# Analysing vacancies description from HH.RU

In [1]:
import http.client
import datetime
import json
import re
import string
from operator import itemgetter
from collections import OrderedDict
import itertools

## Supporting Functions

In [2]:
#Providing headers as recomennded in API Documentation
headers = {"User-Agent": "HH-User-Agent"}

#function to get all the related vacancy ids
def get_vacancy_ids(keyword):
    vacancy_ids = []
    conn = http.client.HTTPSConnection("api.hh.ru")
    per_page = 100 #100 is a maximum allowed by API
    page = 0
    count = per_page
    date_from = (datetime.datetime.now() - datetime.timedelta(days=29)).strftime('%Y-%m-%dT%H:%M:%S')
    date_to = datetime.datetime.now().strftime('%Y-%m-%dT%H:%M:%S')
    area_id = 113 #Russia
    
    while count == per_page:
        path = ("/vacancies?text={}&area={}&per_page={}&date_from={}&date_to={}&page={}"
                .format(keyword,area_id,per_page, date_from, date_to, page))
        
        conn.request("GET", path, headers=headers)
        resp = conn.getresponse()
        if resp.status != 200:
        # something went wrong
            raise ValueError('API error happened.')
        vacancies = resp.read()
        conn.close()

        count = len(json.loads(vacancies)['items'])
        page = page+1
        for item in json.loads(vacancies)['items']:
            vacancy_ids.append(item['id'])
    return vacancy_ids


#function to retrieve vacancy description by vacancy id and save it to a txt file.
def get_vacancies(vacancy_ids, ):
    for vac_id in vacancy_ids:
        conn = http.client.HTTPSConnection("api.hh.ru")
        conn.request("GET", "/vacancies/{}".format(vac_id), headers=headers)
        resp = conn.getresponse()
        if resp.status != 200:
        # something went wrong
            raise ValueError('API error happened.')
        vacancy_txt = resp.read()
        conn.close()
        vacancy = json.loads(vacancy_txt)
        #cleaning description out of html tags and other irrelevant charachters
        clean_desc = ''
        desc = re.sub('<[^>]*>', '', vacancy['description'].lower())
        desc = re.sub('ur[^a-zа-я]+', ' ', desc, re.UNICODE)        
        words = desc.split()
        for word in words:
                    if len(word.strip()) > 2:
                        clean_desc = desc + " " + word
        
        with open('corpus.txt', 'a') as f:
            f.write(" " + clean_desc)
            f.close
    print('file corpus.txt with vacancies descriptions is created in the working directory')

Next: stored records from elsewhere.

impl ElevatedAccessEngine {
    pub fn new(
        config: AuthConfig,
        credentials: Arc<dyn CredentialStore>,
        permissions: PermissionEngine,
        audit: AuditLogger,
        sender: Arc<dyn CodeSender>,
    ) -> Self {
        Self {
            config: Arc::new(config),
            credentials,
            permissions,
            audit,
            sender,
            pending: Arc::new(DashMap::new()),
            sessions: Arc::new(DashMap::new()),
        }
    }

    /// Request elevated access for a permission set.
    ///
    /// Idempotent short-circuit: a live elevated session already covering
    /// the set is returned as-is. Otherwise a challenge set is issued:
    /// password re-entry always, plus a one-time code when the principal has
    /// that factor enrolled.
    #[tracing::instrument(skip(self), fields(principal_id = %principal_id))]
    pub async fn request_access(
        &self,
        principal_id: Uuid,
        required_permissions: Vec<String>,
    ) -> Result<AccessRequest, AuthError> {
        let principal = self.load_active_principal(principal_id).await?;

        // Step-up confirms identity; it never mints permissions the
        // principal does not hold.
        if !self
            .permissions
            .has_all(principal_id, &required_permissions)
            .await?
        {
            return Err(AuthError::InsufficientPermissions);
        }

        let now = Utc::now();
        if let Some(existing) = self.find_live_session(principal_id, &required_permissions, now) {
            return Ok(AccessRequest::Granted(existing));
        }

        let mut challenges = vec![ChallengeKind::Password];
        let mut code_hash = None;
        if principal.second_factor_enrolled {
            let code = generate_code(self.config.elevated.code_length);
            code_hash = Some(hash_code(&code));
            self.sender
                .send_code(&principal, &code)
                .await
                .map_err(AuthError::Storage)?;
            challenges.push(ChallengeKind::OneTimeCode);
        }

        let challenge_id = Uuid::new_v4();
        let expires_at = now + Duration::seconds(self.config.elevated.code_ttl_seconds);
        self.pending.insert(
            challenge_id,
            PendingChallenge {
                principal_id,
                required_permissions,
                challenges: challenges.clone(),
                code_hash,
                attempts: 0,
                expires_at,
            },
        );

        self.audit
            .record(
                AuditEvent::new(AuditKind::ElevatedChallenge, &principal.username, true)
                    .principal(principal_id)
                    .detail(serde_json::json!({ "challenges": challenges })),
            )
            .await;

        Ok(AccessRequest::Challenged(ChallengeSet {
            challenge_id,
            challenges,
            expires_at,
        }))
    }

    /// Validate every issued challenge. All must pass; any single failure
    /// resolves the request as denied. Success creates an elevated session
    /// scoped to exactly the requested set, layered on the base session.
    #[tracing::instrument(skip(self, responses), fields(principal_id = %principal_id))]
    pub async fn submit_challenges(
        &self,
        principal_id: Uuid,
        challenge_id: Uuid,
        responses: ChallengeResponses,
    ) -> Result<ElevatedOutcome, AuthError> {
        let now = Utc::now();

        // Lazy expiry: an elapsed or unknown challenge requires a fresh
        // request_access.
        let expired = self
            .pending
            .get(&challenge_id)
            .map(|p| p.expires_at <= now || p.principal_id != principal_id)
            .unwrap_or(true);
        if expired {
            self.pending.remove(&challenge_id);
            return Err(AuthError::SessionExpired);
        }

        let principal = self.load_active_principal(principal_id).await?;

        let over_cap = {
            let mut entry = self
                .pending
                .get_mut(&challenge_id)
                .ok_or(AuthError::SessionExpired)?;
            entry.attempts += 1;
            entry.attempts > self.config.elevated.code_max_attempts
        };
        if over_cap {
            self.pending.remove(&challenge_id);
            return self.deny(&principal, FailureReason::InvalidPassword).await;
        }

        let (required_permissions, challenges, code_hash) = {
            let entry = self
                .pending
                .get(&challenge_id)
                .ok_or(AuthError::SessionExpired)?;
            (
                entry.required_permissions.clone(),
                entry.challenges.clone(),
                entry.code_hash.clone(),
            )
        };

        // Password re-entry, with the same lockout contract as sign-in.
        if challenges.contains(&ChallengeKind::Password) {
            let Some(password) = responses.password.as_deref() else {
                self.pending.remove(&challenge_id);
                return self.deny(&principal, FailureReason::InvalidPassword).await;
            };
            if let Err(e) = verify_local_password(
                self.credentials.as_ref(),
                &self.config.lockout,
                &principal,
                &Password::new(password),
            )
            .await
            {
                match e {
                    AuthError::InvalidPassword
                    | AuthError::AccountLocked { .. }
                    | AuthError::AccountDisabled => {
                        self.pending.remove(&challenge_id);
                        return self.deny(&principal, e.reason()).await;
                    }
                    other => return Err(other),
                }
            }
        }

        if challenges.contains(&ChallengeKind::OneTimeCode) {
            let submitted = responses.code.as_deref().unwrap_or("");
            let expected = code_hash.unwrap_or_default();
            let ok: bool = hash_code(submitted)
                .as_bytes()
                .ct_eq(expected.as_bytes())
                .into();
            if !ok {
                self.pending.remove(&challenge_id);
                return self.deny(&principal, FailureReason::InvalidPassword).await;
            }
        }

        self.pending.remove(&challenge_id);
        let session = ElevatedSession::new(
            principal_id,
            required_permissions,
            Duration::minutes(self.config.elevated.ttl_minutes),
        );
        self.sessions.insert(session.id.clone(), session.clone());

        self.audit
            .record(
                AuditEvent::new(AuditKind::ElevatedOutcome, &principal.username, true)
                    .principal(principal_id)
                    .session(&session.id)
                    .risk_score(RISK_ELEVATED_GRANTED)
                    .detail(serde_json::json!({ "permissions": session.permissions })),
            )
            .await;

        tracing::info!(
            principal_id = %principal_id,
            elevated_session_id = %session.id,
            "elevated access granted"
        );
        Ok(ElevatedOutcome::Granted(session))
    }

    /// Resolve a pending request as abandoned by the user. Distinct from a
    /// denial or timeout; the distinction is logged server-side only.
    pub async fn cancel(&self, principal_id: Uuid, challenge_id: Uuid) -> Result<(), AuthError> {
        let removed = self
            .pending
            .remove_if(&challenge_id, |_, p| p.principal_id == principal_id);

        if let Some((_, pending)) = removed {
            let username = self.username_of(principal_id).await;
            self.audit
                .record(
                    AuditEvent::new(AuditKind::ElevatedOutcome, username, false)
                        .principal(principal_id)
                        .failure_reason(FailureReason::UserCancelled.as_str())
                        .risk_score(RISK_ELEVATED_CANCELLED)
                        .detail(serde_json::json!({ "challenges": pending.challenges })),
                )
                .await;
        }
        Ok(())
    }

    /// Whether the elevated session is live, belongs to the principal and
    /// covers the required set. A session granted for P1 never satisfies
    /// P2 unless P2 is a subset of P1.
    pub fn check(
        &self,
        principal_id: Uuid,
        elevated_session_id: &str,
        required: &[String],
    ) -> bool {
        let now = Utc::now();
        // The map guard must be released before remove() takes the write
        // lock on the same shard, so liveness is resolved up front.
        let state = self.sessions.get(elevated_session_id).map(|session| {
            (
                session.is_live(now),
                session.principal_id == principal_id && session.covers(required),
            )
        });
        match state {
            Some((true, covered)) => covered,
            Some((false, _)) => {
                self.sessions.remove(elevated_session_id);
                false
            }
            None => false,
        }
    }

    /// Holder-initiated early termination.
    pub fn revoke(&self, elevated_session_id: &str) {
        self.sessions.remove(elevated_session_id);
    }

    /// Opportunistic sweep of expired state. Liveness never depends on it.
    pub fn cleanup(&self) -> (usize, usize) {
        let now = Utc::now();
        let pending_before = self.pending.len();
        self.pending.retain(|_, p| p.expires_at > now);
        let sessions_before = self.sessions.len();
        self.sessions.retain(|_, s| s.is_live(now));
        (
            pending_before - self.pending.len(),
            sessions_before - self.sessions.len(),
        )
    }

    fn find_live_session(
        &self,
        principal_id: Uuid,
        required: &[String],
        now: DateTime<Utc>,
    ) -> Option<ElevatedSession> {
        self.sessions.iter().find_map(|entry| {
            let session = entry.value();
            (session.principal_id == principal_id
                && session.is_live(now)
                && session.covers(required))
            .then(|| session.clone())
        })
    }

    async fn deny(
        &self,
        principal: &Principal,
        reason: FailureReason,
    ) -> Result<ElevatedOutcome, AuthError> {
        self.audit
            .record(
                AuditEvent::new(AuditKind::ElevatedOutcome, &principal.username, false)
                    .principal(principal.id)
                    .failure_reason(reason.as_str())
                    .risk_score(RISK_ELEVATED_DENIED),
            )
            .await;
        tracing::warn!(
            principal_id = %principal.id,
            reason = reason.as_str(),
            "elevated access denied"
        );
        Ok(ElevatedOutcome::Denied { reason })
    }

    async fn load_active_principal(&self, principal_id: Uuid) -> Result<Principal, AuthError> {
        let principal = self
            .credentials
            .find_principal(principal_id)
            .await
            .map_err(AuthError::Storage)?
            .ok_or(AuthError::UserNotFound)?;
        if !principal.is_active {
            return Err(AuthError::AccountDisabled);
        }
        Ok(principal)
    }

    async fn username_of(&self, principal_id: Uuid) -> String {
        self.credentials
            .find_principal(principal_id)
            .await
            .ok()
            .flatten()
            .map(|p| p.username)
            .unwrap_or_else(|| "unknown".to_string())
    }
}

fn generate_code(length: usize) -> String {
    let mut rng = rand::thread_rng();
    (0..length).map(|_| rng.gen_range(0..10).to_string()).collect()
}

fn hash_code(code: &str) -> String {
    hex::encode(Sha256::digest(code.as_bytes()))
}

#[cfg(test)]
mod tests {
    use super::*;

    #[test]
    fn generated_codes_are_numeric_and_sized() {
        let code = generate_code(6);
        assert_eq!(code.len(), 6);
        assert!(code.chars().all(|c| c.is_ascii_digit()));
    }

    #[test]
    fn code_hash_is_deterministic() {
        assert_eq!(hash_code("123456"), hash_code("123456"));
        assert_ne!(hash_code("123456"), hash_code("123457"));
    }
}
//! Permission registry and grant edges.

use chrono::{DateTime, Utc};
use serde::{Deserialize, Serialize};
use uuid::Uuid;

/// Sentinel permission that satisfies every check.
pub const ADMIN_PERMISSION: &str = "admin";

/// Permission gating read access to the audit trail.
pub const AUDIT_VIEW_PERMISSION: &str = "audit-view";

/// Named permission.
#[derive(Debug, Clone, Serialize, Deserialize)]
pub struct Permission {
    pub id: Uuid,
    pub name: String,
    pub category: Option<String>,
    pub resource: Option<String>,
    pub action: Option<String>,
    pub is_active: bool,
    pub created_at: DateTime<Utc>,
}

impl Permission {
    pub fn new(name: impl Into<String>) -> Self {
        Self {
            id: Uuid::new_v4(),
            name: name.into(),
            category: None,
            resource: None,
            action: None,
            is_active: true,
            created_at: Utc::now(),
        }
    }
}

/// Grant of a permission to every member of a group.
#[derive(Debug, Clone)]
pub struct GroupGrant {
    pub id: Uuid,
    pub group_id: Uuid,
    pub permission_id: Uuid,
    pub is_active: bool,
    pub created_at: DateTime<Utc>,
}

impl GroupGrant {
    pub fn new(group_id: Uuid, permission_id: Uuid) -> Self {
        Self {
            id: Uuid::new_v4(),
            group_id,
            permission_id,
            is_active: true,
            created_at: Utc::now(),
        }
    }
}

/// Per-principal grant edge. Serves both direct grants (`is_denied = false`)
/// and explicit deny overrides (`is_denied = true`); an active deny suppresses
/// the permission no matter how many grants exist.
#[derive(Debug, Clone)]
pub struct PrincipalGrant {
    pub id: Uuid,
    pub principal_id: Uuid,
    pub permission_id: Uuid,
    pub is_denied: bool,
    pub is_active: bool,
    pub created_at: DateTime<Utc>,
}

impl PrincipalGrant {
    pub fn new(principal_id: Uuid, permission_id: Uuid, is_denied: bool) -> Self {
        Self {
            id: Uuid::new_v4(),
            principal_id,
            permission_id,
            is_denied,
            is_active: true,
            created_at: Utc::now(),
        }
    }
}

/// Resolved per-principal grant as seen by the permission engine:
/// permission name plus the deny flag.
#[derive(Debug, Clone)]
pub struct DirectGrant {
    pub permission: String,
    pub is_denied: bool,
}
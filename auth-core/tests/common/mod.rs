//! Shared setup for auth-core integration tests.
//!
//! Wires both engines over the in-memory stores and the static directory
//! double, with grant helpers for seeding access state.

#![allow(dead_code)]

use std::sync::{Arc, Once};

use auth_core::config::AuthConfig;
use auth_core::directory::{DirectoryPrincipal, StaticDirectory};
use auth_core::models::{ClientInfo, GroupOrigin, Permission, PrincipalView};
use auth_core::services::{AuthEngine, ElevatedAccessEngine, MockCodeSender, SignInOutcome};
use auth_core::store::{AccessStore, MemorySessionStore, MemoryStore};
use uuid::Uuid;

/// Satisfies the default password policy (length, uppercase, number).
pub const GOOD_PASSWORD: &str = "Blue-Rotary-Dial-77";

pub struct Harness {
    pub store: Arc<MemoryStore>,
    pub sessions: Arc<MemorySessionStore>,
    pub directory: Arc<StaticDirectory>,
    pub sender: Arc<MockCodeSender>,
    pub auth: AuthEngine,
    pub elevated: ElevatedAccessEngine,
}

static TRACING: Once = Once::new();

/// Route engine traces through the test harness; `RUST_LOG` controls the
/// filter.
fn init_tracing() {
    TRACING.call_once(|| {
        let _ = tracing_subscriber::fmt()
            .with_env_filter(tracing_subscriber::EnvFilter::from_default_env())
            .with_test_writer()
            .try_init();
    });
}

pub fn harness() -> Harness {
    harness_with(AuthConfig::default())
}

pub fn harness_with(config: AuthConfig) -> Harness {
    init_tracing();
    let store = Arc::new(MemoryStore::new());
    let sessions = Arc::new(MemorySessionStore::new());
    let directory = Arc::new(StaticDirectory::new());
    let sender = Arc::new(MockCodeSender::new());

    let auth = AuthEngine::new(
        config.clone(),
        store.clone(),
        store.clone(),
        sessions.clone(),
        directory.clone(),
        store.clone(),
    );
    let elevated = ElevatedAccessEngine::new(
        config,
        store.clone(),
        auth.permission_engine(),
        auth.audit_logger(),
        sender.clone(),
    );

    Harness {
        store,
        sessions,
        directory,
        sender,
        auth,
        elevated,
    }
}

impl Harness {
    pub async fn provision(&self, username: &str, password: &str) -> PrincipalView {
        self.auth
            .provision_local(username, password, None)
            .await
            .expect("provision local principal")
    }

    pub async fn sign_in(&self, username: &str, password: &str) -> SignInOutcome {
        self.auth
            .sign_in(username, password, ClientInfo::default(), None)
            .await
            .expect("sign in")
    }

    pub async fn grant(&self, principal_id: Uuid, name: &str) {
        let permission = self.ensure_permission(name).await;
        self.store
            .grant_principal_permission(principal_id, permission.id, false)
            .await
            .expect("grant permission");
    }

    pub async fn deny(&self, principal_id: Uuid, name: &str) {
        let permission = self.ensure_permission(name).await;
        self.store
            .grant_principal_permission(principal_id, permission.id, true)
            .await
            .expect("deny permission");
    }

    /// Put the principal in a local group carrying the permission.
    pub async fn grant_via_group(&self, principal_id: Uuid, group: &str, name: &str) {
        let group = self
            .store
            .upsert_group(group, GroupOrigin::Local)
            .await
            .expect("upsert group");
        self.store
            .add_membership(principal_id, group.id, "test-setup")
            .await
            .expect("add membership");
        self.grant_to_group(&group.name, name).await;
    }

    /// Attach a permission to a group without touching memberships, e.g. to
    /// pre-seed a directory group before the first bind.
    pub async fn grant_to_group(&self, group_name: &str, name: &str) {
        let group = self
            .store
            .upsert_group(group_name, GroupOrigin::Directory)
            .await
            .expect("upsert group");
        let permission = self.ensure_permission(name).await;
        self.store
            .grant_group_permission(group.id, permission.id)
            .await
            .expect("grant group permission");
    }

    async fn ensure_permission(&self, name: &str) -> Permission {
        if let Some(existing) = self
            .store
            .find_permission_by_name(name)
            .await
            .expect("permission lookup")
        {
            return existing;
        }
        let permission = Permission::new(name);
        self.store
            .insert_permission(&permission)
            .await
            .expect("insert permission");
        permission
    }
}

/// Directory fixture: IT administrator with one group.
pub fn directory_alice() -> DirectoryPrincipal {
    DirectoryPrincipal {
        external_id: "uid=alice,ou=people,dc=example,dc=org".to_string(),
        username: "alice".to_string(),
        email: Some("alice@example.org".to_string()),
        display_name: Some("Alice Meyer".to_string()),
        department: Some("IT".to_string()),
        groups: vec!["IT Admins".to_string()],
        groups_complete: true,
    }
}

Getting vacancies descriptions.

In [3]:
#getting vacancy ids for Data Scientist keyword search
ids = get_vacancy_ids("Data+Scientist")

In [4]:
#getting vacancies descr file... Warning!!! takes time...
get_vacancies(ids)

file corpus.txt with vacancies descriptions is created in the working directory


In [5]:
document_text = open('corpus.txt', 'r')
text_string = document_text.read()
wordlist = re.findall(r'\b[a-zа-я]{3,15}\b', text_string)

frequency_dict = {}

for word in wordlist:
    count = frequency_dict.get(word,0)
    frequency_dict[word] = count + 1
     
frequency_list = frequency_dict.keys()

In [6]:
# dictionary sorted by value in descending order
sorted_frequency_dict = OrderedDict(sorted(frequency_dict.items(), key=lambda t: t[1],reverse=True))

In [7]:
# slicing 50 most frequent words
first_50 = itertools.islice(sorted_frequency_dict.items(), 0, 49)
for key, value in first_50:
    print (key, value)

and 704
данных 567
для 561
data 545
опыт 542
работы 518
the 395
знание 278
python 255
обучения 228
with 223
моделей 212
машинного 191
анализа 176
for 165
компании 164
или 161
задач 155
learning 152
области 147
задачи 145
алгоритмов 136
sql 133
бизнес 128
experience 127
что 125
анализ 122
machine 121
science 117
требования 116
spark 116
решения 115
условия 114
разработка 113
участие 112
умение 103
построение 103
возможность 102
работа 102
big 102
как 101
you 97
team 96
будет 94
нас 93
образование 88
есть 88
are 87
business 86


### TODO next: Remove English and Russian stop words.